Sebuah mobil berhenti tidak jauh dari tempatnya berdiri ketika Mei baru separuh jalan melintasi halaman. Ia menengok. Rupanya Honda Jazz. Arman. Mei mendekat karena pria itu menurunkan kaca jendela dan melihat ke arahnya. 

“Bapak mau ambil payungnya sekarang?” 

Amran tersenyum, sedikit lebih lebar dari biasanya. “Apa muka saya terlihat seperti orang menagih utang?” 

“Oh, bukan begitu, Prof.” Mei mengusap ujung hidung lalu meremas tepi rok. 

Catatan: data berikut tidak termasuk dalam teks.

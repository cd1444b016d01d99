// Language bundles for the notices the filter shows to users.
//
// Bundles are nested JSON objects looked up with dotted keys, so
// "blocked.caps" reads `{"blocked": {"caps": "..."}}`.
// Lookup order: selected language -> default language -> the raw key.

use crate::core::moderation::{ConfigError, TextResolver};
use serde_json::Value;
use std::path::Path;

pub const DEFAULT_LANGUAGE: &str = "en";

pub struct MessageCatalog {
    language: String,
    selected: Value,
    fallback: Value,
}

impl MessageCatalog {
    /// Build a catalog from already-parsed bundles.
    pub fn new(language: impl Into<String>, selected: Value, fallback: Value) -> Self {
        Self {
            language: language.into(),
            selected,
            fallback,
        }
    }

    /// Load `<dir>/<language>.json` on top of `<dir>/en.json`.
    ///
    /// The default bundle must exist. A missing selected bundle only logs a
    /// warning; every lookup then falls through to the default language.
    pub fn load(dir: impl AsRef<Path>, language: &str) -> Result<Self, ConfigError> {
        let dir = dir.as_ref();

        let fallback_path = dir.join(format!("{}.json", DEFAULT_LANGUAGE));
        if !fallback_path.exists() {
            return Err(ConfigError::MissingDefaultLanguage(
                fallback_path.display().to_string(),
            ));
        }
        let fallback = read_bundle(&fallback_path)?;

        if language == DEFAULT_LANGUAGE {
            return Ok(Self::new(language, fallback.clone(), fallback));
        }

        let selected_path = dir.join(format!("{}.json", language));
        let selected = if selected_path.exists() {
            read_bundle(&selected_path)?
        } else {
            tracing::warn!(
                language,
                path = %selected_path.display(),
                "Language bundle not found, using the default language"
            );
            Value::Null
        };

        Ok(Self::new(language, selected, fallback))
    }

    pub fn language(&self) -> &str {
        &self.language
    }

    fn lookup<'a>(bundle: &'a Value, key: &str) -> Option<&'a str> {
        key.split('.')
            .try_fold(bundle, |node, part| node.get(part))
            .and_then(Value::as_str)
    }
}

fn read_bundle(path: &Path) -> Result<Value, ConfigError> {
    let contents = std::fs::read_to_string(path)
        .map_err(|e| ConfigError::Io(format!("{}: {}", path.display(), e)))?;
    serde_json::from_str(&contents)
        .map_err(|e| ConfigError::Parse(format!("{}: {}", path.display(), e)))
}

impl TextResolver for MessageCatalog {
    fn resolve_text(&self, key: &str, substitutions: &[(&str, &str)]) -> String {
        // An empty translation counts as missing; an empty default does not.
        let raw = Self::lookup(&self.selected, key)
            .filter(|text| !text.is_empty())
            .or_else(|| Self::lookup(&self.fallback, key));

        let Some(raw) = raw else {
            return key.to_string();
        };

        substitutions
            .iter()
            .fold(raw.to_string(), |text, (name, value)| {
                text.replace(&format!("{{{}}}", name), value)
            })
    }
}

“Saya mau nawarin tumpangan. Sudah malem, hujan. Kamu bisa kedinginan kalau naik motor.” 

“Belum jam sembilan, Prof. Insyaallah nggak apa-apa. Lagi pula saya senang hujan-hujanan.” 

“Oke, kalau begitu. Selamat bermain hujan.” Amran tersenyum kemudian menaikkan kaca mobilnya. 

Di bawah guyuran air hujan, Mei berdiri, menatap Honda Jazz biru metalik itu menjauh hingga hilang di tikungan. Lagi-lagi, ia disadarkan oleh kilatan petir. Hari ini ia sering sekali melihat senyum Amran. Sepertinya ia butuh secangkir teh dan semangkuk bakso pedas untuk menjaga kewarasan otaknya agar tidak oleng karena kesambet senyum dosen tampan itu.

Mei segera berjalan ke parkiran. Masih ada beberapa motor di sana. Ia melongok ke sisi kanan di luar tempat parkir. Sekretariat himpunan mahasiswa pertanian masih ramai. Lampu berwarna kuning menyala terang. Mei menarik napas lega, setidaknya ia bukan penghuni terakhir kampus. 

Setelah mengangguk sopan dan mengucapkan terima kasih pada penjaga parkir, Mei memacu motor menuju kontrakannya di deka kali code. 

“Eh, kamu dipinjemin payung Prof. Amran, ya?” todong Aina ketika Mei tiba di rumah. Ia baru saja memarkir motor di garasi lalu mengembangkan payung dan meletakkannya di atas jok motor. 

“Kok, tahu?” 

“Aku hapal payung Prof. Amran, soalnya dua kali dipinjemin.” Aina menunjuk payung biru gelap. 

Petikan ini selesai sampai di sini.